Case Name: NATIONAL LABOR RELATIONS BOARD v. SANTA CRUZ FRUIT PACKING CO.
Court: United States Court of Appeals for the Ninth Circuit
Jurisdiction: United States
Decision Date: 1937-07-31
Citations: 91 F.2d 790
Docket Number: No. 8432
Parties: NATIONAL LABOR RELATIONS BOARD v. SANTA CRUZ FRUIT PACKING CO.
Judges: Before WILBUR, DENMAN, and HANEY, Circuit Judges.
Reporter: Federal Reporter 2d Series
Volume: 91
Pages: 790–801

Head Matter:
NATIONAL LABOR RELATIONS BOARD v. SANTA CRUZ FRUIT PACKING CO.
No. 8432.
Circuit Court of Appeals, Ninth Circuit.
July 31, 1937.
Charles Fahy, Gen. Counsel, Robert B. Watts, Associate Gen. Counsel, Jerome I. Macht, Joseph Rosenfarb, A. Norman Somers, and Philip Levy, Attys., Nat. Labor Relations Board, all of Washington, D. G, for petitioner.
J. Paul St. Sure and E. H. Moore, both of Oakland, Cal., for respondent.

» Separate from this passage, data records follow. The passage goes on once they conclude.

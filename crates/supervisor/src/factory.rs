//! Dispatcher factory: turns a bot config into a fully wired handler
//! graph with the middleware chain attached.

use std::sync::Arc;

use serde_json::{Map, Value};

use mb_dispatch::{Dispatcher, Router};
use mb_domain::config::BotConfig;
use mb_domain::{Error, Result};
use mb_plugins::{Plugin, PluginContext, PluginLoader, PluginRegistry};
use mb_store::{BillingSettings, StoreGateway, TokenLedger};

use crate::middleware::{
    AccessMiddleware, ErrorMiddleware, LoggingMiddleware, RateLimitMiddleware,
    SessionMiddleware, StatsMiddleware, TokenMiddleware,
};
use crate::stats::StatsCollector;

/// Everything the manager keeps per bot: the dispatcher plus the live
/// plugin instances (retained for lifecycle hooks).
pub struct BotRuntime {
    pub dispatcher: Arc<Dispatcher>,
    pub plugins: Arc<Vec<Box<dyn Plugin>>>,
}

pub struct DispatcherFactory {
    registry: Arc<PluginRegistry>,
    loader: Option<Arc<PluginLoader>>,
    store: Option<Arc<StoreGateway>>,
    collector: Arc<StatsCollector>,
}

impl DispatcherFactory {
    pub fn new(
        registry: Arc<PluginRegistry>,
        loader: Option<Arc<PluginLoader>>,
        store: Option<Arc<StoreGateway>>,
        collector: Arc<StatsCollector>,
    ) -> Self {
        Self {
            registry,
            loader,
            store,
            collector,
        }
    }

    pub fn registry(&self) -> &Arc<PluginRegistry> {
        &self.registry
    }

    /// Build the handler graph for one bot.
    pub async fn create_dispatcher(&self, config: &BotConfig) -> Result<BotRuntime> {
        let bot_id = &config.id;

        // 1. Default plugin list when the config names none.
        let requested: Vec<String> = if config.plugins.is_empty() {
            vec!["start".into(), "help".into(), "error_handler".into()]
        } else {
            config.enabled_plugins()
        };

        // 2. Deployment-wide manifest switch.
        let requested: Vec<String> = requested
            .into_iter()
            .filter(|name| {
                let enabled = self
                    .loader
                    .as_ref()
                    .map(|l| l.is_enabled(name))
                    .unwrap_or(true);
                if !enabled {
                    tracing::info!(bot_id = %bot_id, plugin = %name, "plugin disabled by manifest");
                }
                enabled
            })
            .collect();

        // 3. Topological ordering; fall back to the declared order
        //    (registered plugins only) when resolution fails.
        let ordered = match self.registry.resolve_dependencies(&requested) {
            Ok(ordered) => ordered,
            Err(e) => {
                tracing::error!(bot_id = %bot_id, error = %e, "plugin dependency resolution failed");
                requested
                    .iter()
                    .filter(|name| self.registry.contains(name))
                    .cloned()
                    .collect()
            }
        };

        // Billing in the resolved set switches the token middleware on.
        let ledger = self.build_ledger(config, &ordered);

        // 4. Instantiate plugins and attach their sub-routers.
        let mut root = Router::new(&format!("main_{bot_id}"));
        let mut plugins: Vec<Box<dyn Plugin>> = Vec::new();

        for name in &ordered {
            let plugin_config = self.merged_plugin_config(config, name);
            let ctx = PluginContext::new(bot_id, plugin_config)
                .with_store(self.store.clone())
                .with_ledger(ledger.clone());

            match self.registry.create(name, ctx) {
                Ok(plugin) => {
                    let mut sub = Router::new(name);
                    plugin.register(&mut sub);
                    root.include(sub);
                    if let Err(e) = plugin.on_load().await {
                        tracing::warn!(bot_id = %bot_id, plugin = %name, error = %e, "on_load failed");
                    }
                    tracing::debug!(bot_id = %bot_id, plugin = %name, "attached plugin");
                    plugins.push(plugin);
                }
                Err(e) => {
                    tracing::error!(bot_id = %bot_id, plugin = %name, error = %e, "failed to load plugin");
                }
            }
        }

        // 5. Middleware chain, outermost first.
        let mut dispatcher = Dispatcher::new(bot_id, root, self.store.clone());
        dispatcher.push_middleware(Arc::new(LoggingMiddleware::new(bot_id)));
        dispatcher.push_middleware(Arc::new(StatsMiddleware::new(
            bot_id,
            Arc::clone(&self.collector),
        )));
        if let Some(store) = &self.store {
            dispatcher.push_middleware(Arc::new(SessionMiddleware::new(
                bot_id,
                Arc::clone(store),
                Arc::clone(&self.collector),
            )));
        }
        if let Some(ledger) = &ledger {
            dispatcher.push_middleware(Arc::new(TokenMiddleware::new(Arc::clone(ledger))));
        }
        if !config.access.blocked_users.is_empty() || !config.access.allowed_users.is_empty() {
            dispatcher.push_middleware(Arc::new(AccessMiddleware::new(&config.access)));
        }
        if let Some(rate_limiting) = &config.rate_limiting {
            if rate_limiting.enabled {
                dispatcher.push_middleware(Arc::new(RateLimitMiddleware::new(
                    rate_limiting.default_rate,
                    rate_limiting.burst_size,
                    true,
                )));
            }
        }
        dispatcher.push_middleware(Arc::new(ErrorMiddleware::new(bot_id, true)));

        tracing::info!(
            bot_id = %bot_id,
            plugins = plugins.len(),
            "created dispatcher"
        );

        Ok(BotRuntime {
            dispatcher: Arc::new(dispatcher),
            plugins: Arc::new(plugins),
        })
    }

    /// Manifest defaults overlaid with the bot's per-plugin config
    /// (bot values win).
    fn merged_plugin_config(&self, config: &BotConfig, name: &str) -> Map<String, Value> {
        let mut merged = self
            .loader
            .as_ref()
            .map(|l| l.default_config(name))
            .unwrap_or_default();
        for (key, value) in config.plugin_config(name) {
            merged.insert(key, value);
        }
        merged
    }

    fn build_ledger(&self, config: &BotConfig, ordered: &[String]) -> Option<Arc<TokenLedger>> {
        if !ordered.iter().any(|name| name == "billing") {
            return None;
        }
        let store = self.store.as_ref()?;
        let billing_config = self.merged_plugin_config(config, "billing");
        let settings: BillingSettings =
            match serde_json::from_value(Value::Object(billing_config)).map_err(Error::Json) {
                Ok(settings) => settings,
                Err(e) => {
                    tracing::error!(bot_id = %config.id, error = %e, "invalid billing config, using defaults");
                    BillingSettings::default()
                }
            };
        Some(Arc::new(TokenLedger::new(
            Arc::clone(store),
            &config.id,
            settings,
        )))
    }
}

#[cfg(test)]
mod tests {
    use super::*;
    use std::time::Duration;

    fn factory() -> DispatcherFactory {
        let registry = Arc::new(PluginRegistry::new());
        registry.register_builtins().unwrap();
        DispatcherFactory::new(
            registry,
            None,
            None,
            Arc::new(StatsCollector::new(Duration::from_secs(60))),
        )
    }

    fn config(yaml: &str) -> BotConfig {
        serde_yaml::from_str(yaml).unwrap()
    }

    #[tokio::test]
    async fn empty_plugin_list_gets_defaults() {
        let runtime = factory()
            .create_dispatcher(&config("id: a\nname: A\ntoken: \"1:x\"\n"))
            .await
            .unwrap();

        let root = runtime.dispatcher.root();
        assert!(root.contains("start"));
        assert!(root.contains("help"));
        assert!(root.contains("error_handler"));
        assert_eq!(runtime.plugins.len(), 3);
    }

    #[tokio::test]
    async fn disabled_plugins_are_filtered() {
        let runtime = factory()
            .create_dispatcher(&config(
                "id: a\nname: A\ntoken: \"1:x\"\nplugins:\n  - name: start\n  - name: help\n    enabled: false\n",
            ))
            .await
            .unwrap();

        let root = runtime.dispatcher.root();
        assert!(root.contains("start"));
        assert!(!root.contains("help"));
    }

    #[tokio::test]
    async fn unknown_plugin_is_skipped_not_fatal() {
        let runtime = factory()
            .create_dispatcher(&config(
                "id: a\nname: A\ntoken: \"1:x\"\nplugins:\n  - name: start\n  - name: nonexistent\n",
            ))
            .await
            .unwrap();

        let root = runtime.dispatcher.root();
        assert!(root.contains("start"));
        assert!(!root.contains("nonexistent"));
        assert_eq!(runtime.plugins.len(), 1);
    }

    #[tokio::test]
    async fn billing_without_store_is_skipped() {
        // The ledger needs a store; without one the billing plugin
        // fails creation and the rest of the graph still builds.
        let runtime = factory()
            .create_dispatcher(&config(
                "id: a\nname: A\ntoken: \"1:x\"\nplugins:\n  - name: billing\n  - name: start\n",
            ))
            .await
            .unwrap();

        let root = runtime.dispatcher.root();
        assert!(root.contains("start"));
        assert!(!root.contains("billing"));
    }
}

Before WILBUR, DENMAN, and HANEY, Circuit Judges.

Opinion:
DENMAN, Circuit Judge.
The National Labor Relations Board by its orders of April 2, 1936, required the respondent to "Cease and desist:
"(a) From discouraging membership in Weighers, Warehousemen and Cereal Workers, Local 38-44, International Longshoremen's Association, or in any other labor organization of its employees, by discharging or threatening to discharge any of its employees for joining Weighers, Warehousemen and Cereal Workers, Local 38-44, International Longshoremen's Association, or any other labor organization of its employees; and
"(b) From in any other manner discriminating against any of its employees in regard to hire or tenure of employment or any term or condition of employment for joining Weighers, Warehousemen and Cereal Workers, Local 38-44, International Longshoremen's Association, or any other labor organization of its employees; and
"(c) From in any other manner interfering with, restraining, or coercing its employees in the exercise of their rights of self-organization, to form, join, or assist labor organizations, to bargain collectively through representatives of their own choosing, and to engage in concerted activities for the purpose of collective bargaining or other mutual aid or protection, as guaranteed in Section 7 of the National Labor Relations Act [29 U.S.C.A. § 157],"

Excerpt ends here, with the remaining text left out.